Den ersten Zug tat der Quarterback. Manning, für gewöhnlich kein Freund der großen Worte und schon gar keiner von Exklusiv-Interviews, gab Bob Kravitz vom „Indianapolis Star“ ein selbiges.

Und zwar ein erstens äußerst lesenswertes, zweites sehr offenes und drittens wohl überlegtes Interview.

Colts entlassen sämtliche Vertrauenspersonen von Manning

Ein Anlass war, dass mit Hollywood-Mime Rob Lowe unlängst ein Intimus von Irsay via Twitter den Rücktritt von Manning ankündigte – bezugnehmend auf eine „verdammt gute Quelle“.

„Ich hätte nie gedacht, dass ‚Sodapop Curtis‘ meinen Rücktritt vermelden würde“, grinste der elfmalige Pro-Bowler in Anspielung auf Lowes Rolle im 1983 gedrehten Film „The Outsiders“.

„Bei uns gibt es keine schlechte Situation, was den Heilungsverlauf betrifft. Das ist keine korrekte Betrachtungsweise. Solche Sachen gehören intern geklärt. Wenn es ein Problem gibt, redet man miteinander“, kritisiert Irsay, der Manning vorwirft, „Politik zu betreiben.“

Dass der Colts-Owner seine Kritik im Rahmen der Präsentation des neuen Head Coachs Chuck Pagano selbst in aller Öffentlichkeit äußerte, sei nur am Rande erwähnt.

Der Denkmal-Sturz ist offenbar Chefsache

Dass mit dem bisherigen Defensive Coordinator der Baltimore Ravens ein Abwehr-Fachmann das Traineramt übernimmt, ist weniger ein Indiz, dass die Colts nicht mehr auf Manning setzen. Höchstinteressant ist indes, dass sich Manning und der neue General Manager Ryan Grigson bislang erst einmal, und das zufällig am Gang des Colts-Hauptgebäudes, trafen.

Würde der neue Hauptverantwortliche wirklich mit dem wichtigsten Teil des Personal-Puzzles eines Football-Teams planen, hätte ihn sein allererster Weg nach Amtsantritt zu ihm geführt – als vertrauensbildende Maßnahme und alleine schon der Höflichkeit und Vernunft wegen.

Grigson teilte Manning nur mit, dass das Gespräch bezüglich seiner Zukunft Irsay mit ihm führen werde.

Das größte Denkmal der Stadt zu Sturz zu bringen, ist in diesem Fall also Chefsache.
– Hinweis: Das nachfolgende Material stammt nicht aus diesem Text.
//! Session controller
//!
//! One [`Session`] owns the engine, the statement buffer and the shell
//! configuration, and drives the read, accumulate, classify and evaluate
//! cycle one line at a time. Nothing runs concurrently: the engine is
//! only touched while a statement is evaluated or while it is rebuilt
//! after an exit command.

use super::backend_trait::{EngineFactory, EngineInitError, ReplBackend};
use super::buffer::StatementBuffer;
use super::classify::{classify_source, Classification};
use super::commands::{self, CommandResult};
use super::engine;
use super::line::{Console, LineReader};
use super::transport::Transport;
use crate::util::config::ShellConfig;
use std::io::{self, Write};
use thiserror::Error;
use tracing::{debug, error, info};

/// Greeting printed after every engine (re)initialization
pub const BANNER: &str = "\n\n\nIAS - Interactive Arduino Shell\n\n\
This is a very early version, please test and report errors.\nThanks :)\n\n";

/// Session-level failures. Script errors never get here.
#[derive(Debug, Error)]
pub enum ShellError {
    #[error("transport I/O failed: {0}")]
    Io(#[from] io::Error),

    /// No engine to run statements against.
    #[error(transparent)]
    EngineInit(#[from] EngineInitError),
}

#[derive(Debug, Clone, Copy, PartialEq, Eq)]
pub enum SessionState {
    /// No statement open
    AwaitingLine,
    /// A statement spans more than one line so far
    Accumulating,
    Evaluating,
    /// Tearing down after an exit command
    Exiting,
}

/// Which prompt glyph comes next
#[derive(Debug, Clone, Copy, PartialEq, Eq)]
pub enum Prompt {
    Primary,
    Continuation,
}

pub struct Session<B: ReplBackend> {
    config: ShellConfig,
    factory: EngineFactory<B>,
    runtime: B,
    buffer: StatementBuffer,
    state: SessionState,
    resets: usize,
}

impl<B: ReplBackend> Session<B> {
    /// Build the first engine. Fails when the factory does.
    pub fn new(
        config: ShellConfig,
        mut factory: EngineFactory<B>,
    ) -> Result<Self, ShellError> {
        let runtime = factory().inspect_err(|e| error!(error = %e, "engine init failed"))?;
        info!("session started");
        Ok(Self {
            config,
            factory,
            runtime,
            buffer: StatementBuffer::new(),
            state: SessionState::AwaitingLine,
            resets: 0,
        })
    }

    pub fn config(&self) -> &ShellConfig {
        &self.config
    }

    pub fn state(&self) -> SessionState {
        self.state
    }

    /// Text of the open statement, empty between statements
    pub fn pending(&self) -> &str {
        self.buffer.as_str()
    }

    pub fn runtime(&self) -> &B {
        &self.runtime
    }

    pub fn runtime_mut(&mut self) -> &mut B {
        &mut self.runtime
    }

    /// Engine rebuilds since the session started
    pub fn resets(&self) -> usize {
        self.resets
    }

    pub fn prompt_text(
        &self,
        prompt: Prompt,
    ) -> &str {
        match prompt {
            Prompt::Primary => &self.config.prompt,
            Prompt::Continuation => &self.config.continuation_prompt,
        }
    }

    pub fn write_banner(
        &self,
        console: &mut dyn Write,
    ) -> io::Result<()> {
        if self.config.banner {
            console.write_all(BANNER.as_bytes())?;
        }
        Ok(())
    }

    /// Feed one line through the state machine. Returns the prompt to
    /// show next.
    pub fn handle_line(
        &mut self,
        line: &str,
        console: &mut dyn Write,
    ) -> Result<Prompt, ShellError> {
        match commands::recognize(&self.config, line, !self.buffer.is_empty()) {
            Some(CommandResult::Exit) => {
                self.exit(console)?;
                return Ok(Prompt::Primary);
            }
            Some(CommandResult::Continue) => return Ok(Prompt::Primary),
            None => {}
        }

        self.buffer.append(line);
        match classify_source(&self.runtime, self.buffer.as_str()) {
            Classification::NeedsMore => {
                self.state = SessionState::Accumulating;
                Ok(Prompt::Continuation)
            }
            Classification::Ready => {
                self.state = SessionState::Evaluating;
                let result = engine::evaluate(
                    &mut self.runtime,
                    self.buffer.as_str(),
                    console,
                    &self.config.result_prefix,
                );
                self.finish_statement();
                result?;
                Ok(Prompt::Primary)
            }
            Classification::SyntaxError(message) => {
                debug!(message = %message, "syntax error");
                self.finish_statement();
                writeln!(console, "{}{}", self.config.syntax_error_prefix, message)?;
                Ok(Prompt::Primary)
            }
        }
    }

    fn finish_statement(&mut self) {
        self.buffer.reset();
        self.state = SessionState::AwaitingLine;
    }

    fn exit(
        &mut self,
        console: &mut dyn Write,
    ) -> Result<(), ShellError> {
        self.state = SessionState::Exiting;
        writeln!(console, "{}", self.config.farewell)?;
        self.buffer.reset();
        self.reset_engine()?;
        self.write_banner(console)?;
        self.state = SessionState::AwaitingLine;
        Ok(())
    }

    /// Replace the engine with a fresh one from the factory. Everything
    /// defined so far is gone afterwards.
    pub fn reset_engine(&mut self) -> Result<(), ShellError> {
        let runtime = (self.factory)().inspect_err(|e| error!(error = %e, "engine init failed"))?;
        self.runtime = runtime;
        self.resets += 1;
        info!(resets = self.resets, "engine reset");
        Ok(())
    }

    /// Serve `transport` until it closes.
    pub fn run(
        &mut self,
        transport: &mut dyn Transport,
    ) -> Result<(), ShellError> {
        let mut reader = LineReader::new(&self.config);
        let line_ending = self.config.line_ending.clone();
        {
            let mut console = Console::new(transport, &line_ending);
            self.write_banner(&mut console)?;
            console.write_all(self.prompt_text(Prompt::Primary).as_bytes())?;
            console.flush()?;
        }
        while let Some(line) = reader.read_line(transport)? {
            let mut console = Console::new(transport, &line_ending);
            let prompt = self.handle_line(&line, &mut console)?;
            console.write_all(self.prompt_text(prompt).as_bytes())?;
            console.flush()?;
        }
        if !self.buffer.is_empty() {
            debug!(pending = self.buffer.line_count(), "transport closed with an open statement");
            self.finish_statement();
        }
        info!("transport closed");
        Ok(())
    }
}
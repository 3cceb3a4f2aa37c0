//! Diagnostic bundle from one parse attempt
//!
//! A [`LexerSnapshot`] is what the shell sees of a parse: the errors the
//! parser recorded, whether input ended inside an open literal, and the
//! lexer's expression-boundary state after the last token. Nothing is
//! executed to produce one.

use super::lexer::{self, ExprState, LexError};
use super::parser::{self, ParseError};
use crate::util::span::Span;
use std::collections::HashSet;
use tracing::trace;

/// Structured status code of a diagnostic
#[derive(Debug, Clone, Copy, PartialEq, Eq, Hash)]
pub enum DiagnosticKind {
    /// The token stream ended where the grammar needed more.
    UnexpectedEof,
    /// An `end` keyword in a position where it cannot appear.
    UnexpectedEnd,
    /// A literal opened where no expression may start.
    UnexpectedLiteralStart,
    /// `def` with nothing after it.
    MissingMethodName,
    Other,
}

#[derive(Debug, Clone, PartialEq)]
pub struct Diagnostic {
    pub kind: DiagnosticKind,
    pub message: String,
    pub span: Span,
}

impl From<&ParseError> for Diagnostic {
    fn from(error: &ParseError) -> Self {
        let kind = match error {
            ParseError::UnexpectedEof { .. } => DiagnosticKind::UnexpectedEof,
            ParseError::UnexpectedEnd { .. } => DiagnosticKind::UnexpectedEnd,
            ParseError::UnexpectedLiteral { .. } => DiagnosticKind::UnexpectedLiteralStart,
            ParseError::MissingMethodName { .. } => DiagnosticKind::MissingMethodName,
            ParseError::UnexpectedToken { .. }
            | ParseError::Invalid { .. }
            | ParseError::Lex(_) => DiagnosticKind::Other,
        };
        Diagnostic {
            kind,
            message: error.to_string(),
            span: error.span(),
        }
    }
}

impl From<&LexError> for Diagnostic {
    fn from(error: &LexError) -> Self {
        let at = error.position();
        Diagnostic {
            kind: DiagnosticKind::Other,
            message: error.to_string(),
            span: Span::new(at, at),
        }
    }
}

#[derive(Debug, Clone, PartialEq)]
pub struct LexerSnapshot {
    /// Recorded errors, in the order they were found.
    pub diagnostics: Vec<Diagnostic>,
    /// Input ended inside a string, symbol, regexp, heredoc or interpolation.
    pub in_literal: bool,
    /// Expression-boundary state after the last token.
    pub state: ExprState,
}

impl LexerSnapshot {
    pub fn first_error(&self) -> Option<&Diagnostic> {
        self.diagnostics.first()
    }

    pub fn has_errors(&self) -> bool {
        !self.diagnostics.is_empty()
    }
}

/// Lex and parse `source` and report what happened. `locals` are the
/// variables already defined at the top level.
pub fn snapshot(
    source: &str,
    locals: &HashSet<String>,
) -> LexerSnapshot {
    let lexed = lexer::tokenize(source, locals);
    let mut diagnostics = Vec::new();
    if let Some(error) = &lexed.error {
        diagnostics.push(Diagnostic::from(error));
    } else if !lexed.in_literal {
        if let Err(error) = parser::parse_tokens(&lexed.tokens, locals) {
            diagnostics.push(Diagnostic::from(&error));
        }
    }
    trace!(
        errors = diagnostics.len(),
        in_literal = lexed.in_literal,
        state = %lexed.state,
        "parse snapshot"
    );
    LexerSnapshot {
        diagnostics,
        in_literal: lexed.in_literal,
        state: lexed.state,
    }
}

#[cfg(test)]
mod tests {
    use super::*;

    fn snap(source: &str) -> LexerSnapshot {
        snapshot(source, &HashSet::new())
    }

    #[test]
    fn test_complete_statement_has_no_diagnostics() {
        let s = snap("1 + 1");
        assert!(!s.has_errors());
        assert!(!s.in_literal);
        assert_eq!(s.state, ExprState::End);
    }

    #[test]
    fn test_diagnostic_kinds() {
        let kind = |src| snap(src).first_error().map(|d| d.kind);
        assert_eq!(kind("if true"), Some(DiagnosticKind::UnexpectedEof));
        assert_eq!(kind("end"), Some(DiagnosticKind::UnexpectedEnd));
        assert_eq!(kind("class /x/"), Some(DiagnosticKind::UnexpectedLiteralStart));
        assert_eq!(kind("def"), Some(DiagnosticKind::MissingMethodName));
        assert_eq!(kind("1 = 2"), Some(DiagnosticKind::Other));
        assert_eq!(kind("\"#{1 +}\""), Some(DiagnosticKind::Other));
    }

    #[test]
    fn test_open_literal_skips_parse() {
        let s = snap("puts \"abc");
        assert!(s.in_literal);
        assert!(!s.has_errors());
    }

    #[test]
    fn test_lex_error_is_other() {
        let s = snap("1 + `");
        let first = s.first_error().unwrap();
        assert_eq!(first.kind, DiagnosticKind::Other);
        assert!(first.message.contains('`'));
    }

    #[test]
    fn test_message_is_parser_text() {
        let s = snap("end");
        assert_eq!(s.first_error().unwrap().message, "syntax error, unexpected 'end'");
    }
}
Zieht Indy wirklich das eigentlich Unvorstellbare durch und demontiert die Fan-Ikone, wäre er nicht die erste Team-Legende, der so etwas passiert.

Noch frisch in Erinnerung ist der unwürdige Abgang von Packers-Idol Brett Favre aus Green Bay. Nach einem Zwischenstopp bei den New York Jets schaffte es dieser mit den Minnesota Vikings aber immerhin ins Conference Final der NFC.
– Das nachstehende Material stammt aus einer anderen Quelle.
//! IAS - Interactive Arduino Shell
//!
//! A read-eval-print shell for a Ruby-like scripting engine, served over a
//! byte-oriented serial link that offers no line editing. After every
//! line the shell decides whether the statement typed so far is complete,
//! still open, or malformed, and only runs complete statements.
//!
//! # Example
//!
//! ```no_run
//! use ias::{run_stdio, Result};
//!
//! fn main() -> Result<()> {
//!     run_stdio()
//! }
//! ```

#![warn(rust_2018_idioms)]

// Public modules
pub mod frontend;
pub mod repl;
pub mod runtime;

// Utility modules
pub mod util;

// Re-exports
pub use anyhow::{Context, Result};
pub use thiserror::Error;

pub use repl::{Session, ShellError};
pub use runtime::Interpreter;
pub use util::config::ShellConfig;

use crate::repl::{EngineFactory, StdioTransport};
use crate::runtime::LoggingBoard;
use tracing::debug;

/// Shell version
pub const VERSION: &str = env!("CARGO_PKG_VERSION");

/// Shell name
pub const NAME: &str = "IAS - Interactive Arduino Shell";

/// Engine factory for the host: an interpreter on a [`LoggingBoard`]
pub fn host_engine() -> EngineFactory<Interpreter> {
    Box::new(|| Interpreter::new(Box::new(LoggingBoard)))
}

/// Serve the shell on stdin and stdout until stdin closes. `IAS_CONFIG`
/// may override the host preset with an inline RON document.
pub fn run_stdio() -> Result<()> {
    debug!(version = VERSION, "starting shell on stdio");
    let config = ShellConfig::host_from_env()
        .with_context(|| format!("Invalid {}", util::config::CONFIG_ENV))?;
    if let Ok(text) = config.to_ron_string() {
        debug!(config = %text, "shell configuration");
    }
    let mut session = Session::new(config, host_engine())
        .context("Failed to start the scripting engine")?;
    let mut transport = StdioTransport::new();
    session
        .run(&mut transport)
        .context("Shell session failed")?;
    Ok(())
}
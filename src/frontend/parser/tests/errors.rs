//! Parse error classification tests

use super::*;
use crate::frontend::lexer::LexError;

#[test]
fn test_truncated_input_is_unexpected_eof() {
    for source in ["1 +", "if x", "if x\n1", "class Foo", "class Foo < Bar", "module M", "foo(1,", "[1, 2", "begin"] {
        match parse(source) {
            Err(ParseError::UnexpectedEof { .. }) => {}
            other => panic!("{:?}: expected end-of-input error, got {:?}", source, other),
        }
    }
}

#[test]
fn test_stray_end() {
    assert!(matches!(parse("end"), Err(ParseError::UnexpectedEnd { .. })));
    assert!(matches!(parse("1 end"), Err(ParseError::UnexpectedEnd { .. })));
}

#[test]
fn test_bare_def_needs_a_name() {
    assert!(matches!(parse("def"), Err(ParseError::MissingMethodName { .. })));
    assert!(matches!(parse("def self."), Err(ParseError::MissingMethodName { .. })));
}

#[test]
fn test_literal_where_a_name_belongs() {
    assert!(matches!(parse("class /x/"), Err(ParseError::UnexpectedLiteral { .. })));
    assert!(matches!(parse("def m(/x/)"), Err(ParseError::UnexpectedLiteral { .. })));
}

#[test]
fn test_invalid_assignments() {
    let error = parse("self = 1").unwrap_err();
    assert_eq!(error.to_string(), "Can't change the value of self");
    assert!(matches!(parse("nil = 1"), Err(ParseError::Invalid { .. })));
    assert!(matches!(parse("def m; X = 1; end"), Err(ParseError::Invalid { .. })));
    assert!(matches!(parse("1 = 2"), Err(ParseError::UnexpectedToken { .. })));
}

#[test]
fn test_class_definition_rules() {
    let error = parse("class foo; end").unwrap_err();
    assert_eq!(error.to_string(), "class/module name must be CONSTANT");
    let error = parse("def m; class X; end; end").unwrap_err();
    assert_eq!(error.to_string(), "class definition in method body");
    let error = parse("def m; module X; end; end").unwrap_err();
    assert_eq!(error.to_string(), "module definition in method body");
    assert!(parse("module m; end").is_err());
    assert!(parse("module M < Object; end").is_err());
}

#[test]
fn test_block_given_twice() {
    let error = parse("foo(&b) { }").unwrap_err();
    assert_eq!(error.to_string(), "both block arg and actual block given");
}

#[test]
fn test_errors_inside_interpolation_are_final() {
    assert!(matches!(
        parse("\"#{1 +}\""),
        Err(ParseError::UnexpectedToken { .. })
    ));
    assert!(matches!(
        parse("\"#{end}\""),
        Err(ParseError::UnexpectedToken { .. })
    ));
}

#[test]
fn test_lexer_error_takes_precedence() {
    assert!(matches!(
        parse("1 + `"),
        Err(ParseError::Lex(LexError::UnexpectedChar { ch: '`', .. }))
    ));
}

#[test]
fn test_error_messages() {
    let error = parse("if x").unwrap_err();
    assert!(error
        .to_string()
        .starts_with("syntax error, unexpected end-of-input, expecting"));
    assert_eq!(
        parse("end").unwrap_err().to_string(),
        "syntax error, unexpected 'end'"
    );
    assert_eq!(
        parse("def").unwrap_err().to_string(),
        "syntax error, method name expected after 'def'"
    );
}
In den 90ern musste Joe Montana bei den San Francisco 49ers Steve Young Platz machen und ließ seine glorreiche Laufbahn bei den Kansas City Chiefs ausklingen.

Eli wieder einmal in Peytons Schatten

Üblicher ist es jedoch, dass Legenden mit derartigem Helden-Status die gesamte Karriere bei einem Team verbringen.
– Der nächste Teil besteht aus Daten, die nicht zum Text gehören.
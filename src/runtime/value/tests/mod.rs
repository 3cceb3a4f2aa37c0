//! Value unit tests

use super::*;

#[test]
fn test_truthiness() {
    assert!(!Value::Nil.truthy());
    assert!(!Value::Bool(false).truthy());
    assert!(Value::Bool(true).truthy());
    assert!(Value::Int(0).truthy());
    assert!(Value::str("").truthy());
}

#[test]
fn test_identity() {
    let s = Value::str("a");
    assert!(s.identical(&s.clone()));
    assert!(!s.identical(&Value::str("a")));
    assert!(Value::Int(3).identical(&Value::Int(3)));
    assert!(Value::sym("x").identical(&Value::sym("x")));
}

#[test]
fn test_hash_keys_by_content() {
    let mut hash = HashValue::new();
    hash.insert(Value::str("k"), Value::Int(1));
    hash.insert(Value::Int(1), Value::Int(2));
    hash.insert(Value::Float(1.0), Value::Int(3));
    assert_eq!(hash.len(), 3);
    assert!(matches!(hash.get(&Value::str("k")), Some(Value::Int(1))));
    assert!(matches!(hash.get(&Value::Int(1)), Some(Value::Int(2))));
    assert!(matches!(hash.get(&Value::Float(1.0)), Some(Value::Int(3))));
}

#[test]
fn test_hash_string_key_is_copied() {
    let key = Value::str("a");
    let mut hash = HashValue::new();
    hash.insert(key.clone(), Value::Nil);
    if let Value::Str(s) = &key {
        s.borrow_mut().push('b');
    }
    assert!(hash.contains_key(&Value::str("a")));
    assert!(!hash.contains_key(&Value::str("ab")));
}

#[test]
fn test_hash_keeps_insertion_order_on_update() {
    let mut hash: HashValue = vec![
        (Value::sym("a"), Value::Int(1)),
        (Value::sym("b"), Value::Int(2)),
    ]
    .into_iter()
    .collect();
    hash.insert(Value::sym("a"), Value::Int(9));
    let keys: Vec<String> = hash.keys().iter().map(|k| format!("{:?}", k)).collect();
    assert_eq!(keys, vec![":a", ":b"]);
    assert!(matches!(hash.remove(&Value::sym("a")), Some(Value::Int(9))));
    assert_eq!(hash.len(), 1);
}

#[test]
fn test_range_int_bounds() {
    let inclusive = RangeValue {
        start: Value::Int(1),
        end: Value::Int(3),
        exclusive: false,
    };
    let exclusive = RangeValue {
        exclusive: true,
        ..inclusive
    };
    assert_eq!(exclusive.int_bounds(), Some((1, 2)));
}

#[test]
fn test_regexp_flags() {
    let re = RegexpValue::new("ab+", "xi").unwrap();
    assert_eq!(re.flags, "ix");
    assert!(re.regex.is_match("ABB"));
    assert!(RegexpValue::new("(", "").is_err());
}

#[test]
fn test_debug_output() {
    let array = Value::array(vec![Value::Int(1), Value::str("x"), Value::Nil]);
    assert_eq!(format!("{:?}", array), "[1, \"x\", nil]");
}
Im Fall der Fälle würde es an Interessenten bestimmt nicht mangeln. Die Washington Redskins, die der Verpflichtung großer Namen selten abgeneigt sind, gelten ebenso als möglicher neuer Arbeitgeber wie die New York Jets, wo man mit Mark Sanchez unzufrieden ist, die Miami Dolphins oder die Arizona Cardinals.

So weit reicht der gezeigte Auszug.